### TASK OBJECTIVE
Copy each line of the data below in which the word "PlatformPreset" can be found.

EXERCISE MATERIALS: Begin

//! Command-line grammar for `cradle`.
//!
//! Flag values are parsed into core domain types here (`--bins`,
//! `--platform`); deciding what they mean is left to the commands.

use clap::{Args, Parser, Subcommand, ValueEnum};

use cradle_core::domain::{CachePolicy, PlatformPreset};

pub mod global;
pub use global::{GlobalArgs, OutputFormat};

// ── Top-level CLI ─────────────────────────────────────────────────────────────

/// Main CLI entry-point.
#[derive(Debug, Parser)]
#[command(
    name    = "cradle",
    bin_name = "cradle",
    version  = env!("CARGO_PKG_VERSION"),
    author   = env!("CARGO_PKG_AUTHORS"),
    about    = "Scaffold Node packages backed by a Rust native module",
    long_about = "Cradle creates a Node package whose native module is written \
                  in Rust with Neon: package.json, Cargo.toml, the Rust crate, \
                  optional TypeScript sources and CI workflows.",
    after_help = "EXAMPLES:\n\
        \x20 cradle new my-addon\n\
        \x20 cradle new @acme/widget --lib --lang ts --ci github --yes\n\
        \x20 cradle list --format json\n\
        \x20 cradle completions bash > /usr/share/bash-completion/completions/cradle",
    arg_required_else_help = true,
    subcommand_required    = true,
)]
pub struct Cli {
    /// Flags available on every subcommand.
    #[command(flatten)]
    pub global: GlobalArgs,

    /// Subcommand to execute.
    #[command(subcommand)]
    pub command: Commands,
}

// ── Subcommands ───────────────────────────────────────────────────────────────

/// All available subcommands.
#[derive(Debug, Subcommand)]
pub enum Commands {
    /// Create a new package.
    #[command(
        visible_alias = "n",
        about = "Create a new package",
        after_help = "EXAMPLES:\n\
            \x20 cradle new my-addon\n\
            \x20 cradle new widget --lib --lang ts --platform desktop\n\
            \x20 cradle new @acme/widget --lib --bins npm:@acme/widget- --yes\n\
            \x20 cradle new widget --lib --ci none --dry-run"
    )]
    New(NewArgs),

    /// List available languages and CI providers.
    #[command(
        visible_alias = "ls",
        about = "List languages and CI providers",
        after_help = "EXAMPLES:\n\
            \x20 cradle list\n\
            \x20 cradle list --format json\n\
            \x20 cradle list --templates"
    )]
    List(ListArgs),

    /// Initialise a Cradle configuration file.
    #[command(
        about = "Initialise configuration",
        after_help = "EXAMPLES:\n\
            \x20 cradle init          # per-user config directory\n\
            \x20 cradle init --local  # .cradle.toml in the current directory"
    )]
    Init(InitArgs),

    /// Generate shell completion scripts.
    #[command(
        about = "Generate shell completions",
        after_help = "EXAMPLES:\n\
            \x20 cradle completions bash > ~/.local/share/bash-completion/completions/cradle\n\
            \x20 cradle completions zsh  > ~/.zfunc/_cradle\n\
            \x20 cradle completions fish > ~/.config/fish/completions/cradle.fish"
    )]
    Completions(CompletionsArgs),

    /// Inspect the Cradle configuration.
    #[command(
        about = "Configuration management",
        subcommand,
        after_help = "EXAMPLES:\n\
            \x20 cradle config get defaults.lang\n\
            \x20 cradle config list\n\
            \x20 cradle config path"
    )]
    Config(ConfigCommands),
}

// ── new ───────────────────────────────────────────────────────────────────────

/// Arguments for `cradle new`.
#[derive(Debug, Args)]
pub struct NewArgs {
    /// npm package name, optionally scoped (`@scope/name`).  The package is
    /// created in `./<name>` without the scope.
    #[arg(value_name = "NAME", help = "npm package name")]
    pub name: String,

    /// Scaffold a library that publishes prebuilt binaries.
    #[arg(long = "lib", help = "Create a library with prebuilt binaries")]
    pub lib: bool,

    /// JavaScript-facing language of the library.
    #[arg(
        short = 'l',
        long = "lang",
        value_name = "LANG",
        value_enum,
        requires = "lib",
        help = "Library language (default from config: ts)"
    )]
    pub lang: Option<LangArg>,

    /// Module system of the library.
    #[arg(
        short = 'm',
        long = "module",
        value_name = "MODULE",
        value_enum,
        requires = "lib",
        help = "Module system (default from config: esm)"
    )]
    pub module: Option<ModuleArg>,

    /// CI provider for build and release workflows.
    #[arg(
        long = "ci",
        value_name = "CI",
        value_enum,
        requires = "lib",
        help = "CI provider, or none (default from config: github)"
    )]
    pub ci: Option<CiArg>,

    /// Where prebuilt binaries are published.
    #[arg(
        long = "bins",
        value_name = "CACHE",
        value_parser = parse_bins,
        requires = "lib",
        help = "Binary cache: npm[:@org[/prefix]] or none (default from config: npm)"
    )]
    pub bins: Option<Bins>,

    /// Platforms to build binaries for.  Repeatable.
    #[arg(
        short = 'p',
        long = "platform",
        value_name = "PLATFORM",
        value_parser = parse_platform,
        requires = "lib",
        help = "Platform preset or Rust target triple (repeatable)"
    )]
    pub platforms: Vec<PlatformPreset>,

    /// Run `npm init` without asking questions.
    #[arg(short = 'y', long = "yes", help = "Accept npm init defaults")]
    pub yes: bool,

    /// Preview what would be created without writing any files.
    #[arg(long = "dry-run", help = "Show what would be created without creating")]
    pub dry_run: bool,
}

/// A parsed `--bins` value: a cache policy, or `none`.
#[derive(Debug, Clone, PartialEq, Eq)]
pub struct Bins(pub Option<CachePolicy>);

fn parse_bins(s: &str) -> Result<Bins, String> {
    if s.eq_ignore_ascii_case("none") {
        return Ok(Bins(None));
    }
    s.parse().map(|policy| Bins(Some(policy))).map_err(|e| format!("{e}"))
}

fn parse_platform(s: &str) -> Result<PlatformPreset, String> {
    s.parse().map_err(|e| format!("{e}"))
}

// ── list ──────────────────────────────────────────────────────────────────────

/// Arguments for `cradle list`.
#[derive(Debug, Args)]
pub struct ListArgs {
    /// Also list every template id the template store can resolve.
    #[arg(long = "templates", help = "List resolvable template ids instead")]
    pub templates: bool,

    /// Output format.
    #[arg(
        long = "format",
        value_enum,
        default_value = "table",
        help = "Output format"
    )]
    pub format: ListFormat,
}

/// Output format for the `list` command.
#[derive(Debug, Clone, Copy, PartialEq, Eq, ValueEnum)]
pub enum ListFormat {
    /// Human-readable table.
    Table,
    /// One name per line.
    List,
    /// JSON array.
    Json,
}

// ── init ──────────────────────────────────────────────────────────────────────

/// Arguments for `cradle init`.
#[derive(Debug, Args)]
pub struct InitArgs {
    /// Write `.cradle.toml` in the current directory.
    #[arg(
        long = "local",
        help = "Create local configuration in current directory"
    )]
    pub local: bool,

    /// Overwrite an existing config file.
    #[arg(short = 'f', long = "force", help = "Overwrite existing configuration")]
    pub force: bool,
}

// ── completions ───────────────────────────────────────────────────────────────

/// Arguments for `cradle completions`.
#[derive(Debug, Args)]
pub struct CompletionsArgs {
    /// Target shell.
    #[arg(value_enum, help = "Shell to generate completions for")]
    pub shell: Shell,
}

/// Supported shells for completion generation.
#[derive(Debug, Clone, Copy, ValueEnum)]
pub enum Shell {
    Bash,
    Zsh,
    Fish,
    PowerShell,
    Elvish,
}

// ── config subcommands ────────────────────────────────────────────────────────

/// Subcommands for `cradle config`.
#[derive(Debug, Subcommand)]
pub enum ConfigCommands {
    /// Print the value of a configuration key.
    Get {
        /// Dotted key path, e.g. `defaults.lang`.
        key: String,
    },
    /// Print all configuration values.
    List,
    /// Print the path to the per-user configuration file.
    Path,
}

// ── value enums ───────────────────────────────────────────────────────────────

/// Library languages.
#[derive(Debug, Clone, Copy, PartialEq, Eq, ValueEnum)]
#[value(rename_all = "lowercase")]
pub enum LangArg {
    #[value(alias = "javascript")]
    Js,
    Dts,
    #[value(alias = "typescript")]
    Ts,
}

/// Module systems.
#[derive(Debug, Clone, Copy, PartialEq, Eq, ValueEnum)]
#[value(rename_all = "lowercase")]
pub enum ModuleArg {
    #[value(alias = "module")]
    Esm,
    #[value(alias = "commonjs")]
    Cjs,
}

/// CI providers, plus `none`.
#[derive(Debug, Clone, Copy, PartialEq, Eq, ValueEnum)]
#[value(rename_all = "lowercase")]
pub enum CiArg {
    #[value(alias = "gh")]
    Github,
    None,
}

// ── tests ─────────────────────────────────────────────────────────────────────

#[cfg(test)]
mod tests {
    use super::*;
    use clap::CommandFactory;

    fn parse_new(args: &[&str]) -> NewArgs {
        let mut argv = vec!["cradle", "new"];
        argv.extend_from_slice(args);
        match Cli::parse_from(argv).command {
            Commands::New(args) => args,
            other => panic!("expected New command, got {other:?}"),
        }
    }

    #[test]
    fn verify_cli_structure() {
        Cli::command().debug_assert();
    }

    #[test]
    fn plain_package_has_no_library_options() {
        let args = parse_new(&["my-addon"]);
        assert!(!args.lib);
        assert!(args.lang.is_none());
        assert!(args.platforms.is_empty());
    }

    #[test]
    fn library_options_parse() {
        let args = parse_new(&[
            "@acme/widget",
            "--lib",
            "--lang",
            "typescript",
            "--module",
            "cjs",
            "--ci",
            "none",
            "--bins",
            "npm:@acme/widget-",
            "-p",
            "linux",
            "-p",
            "aarch64-apple-darwin",
            "--yes",
        ]);
        assert!(args.lib && args.yes);
        assert_eq!(args.lang, Some(LangArg::Ts));
        assert_eq!(args.module, Some(ModuleArg::Cjs));
        assert_eq!(args.ci, Some(CiArg::None));
        assert_eq!(
            args.bins,
            Some(Bins(Some("npm:@acme/widget-".parse().unwrap())))
        );
        assert_eq!(args.platforms.len(), 2);
    }

    #[test]
    fn bins_none_disables_cache() {
        let args = parse_new(&["w", "--lib", "--bins", "none"]);
        assert_eq!(args.bins, Some(Bins(None)));
    }

    #[test]
    fn library_options_require_lib() {
        for flag in [
            &["--ci", "github"][..],
            &["--lang", "ts"],
            &["--platform", "linux"],
            &["--bins", "npm"],
        ] {
            let mut argv = vec!["cradle", "new", "w"];
            argv.extend_from_slice(flag);
            assert!(Cli::try_parse_from(argv).is_err(), "{flag:?} accepted without --lib");
        }
    }

    #[test]
    fn bad_platform_and_bins_are_rejected() {
        assert!(Cli::try_parse_from(["cradle", "new", "w", "--lib", "-p", "beos"]).is_err());
        assert!(Cli::try_parse_from(["cradle", "new", "w", "--lib", "--bins", "s3"]).is_err());
    }

    #[test]
    fn quiet_and_verbose_conflict() {
        let result = Cli::try_parse_from(["cradle", "--quiet", "--verbose", "list"]);
        assert!(result.is_err());
    }
}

EXERCISE MATERIALS: End

### ANSWER AREA
use cradle_core::domain::{CachePolicy, PlatformPreset};
    pub platforms: Vec<PlatformPreset>,
fn parse_platform(s: &str) -> Result<PlatformPreset, String> {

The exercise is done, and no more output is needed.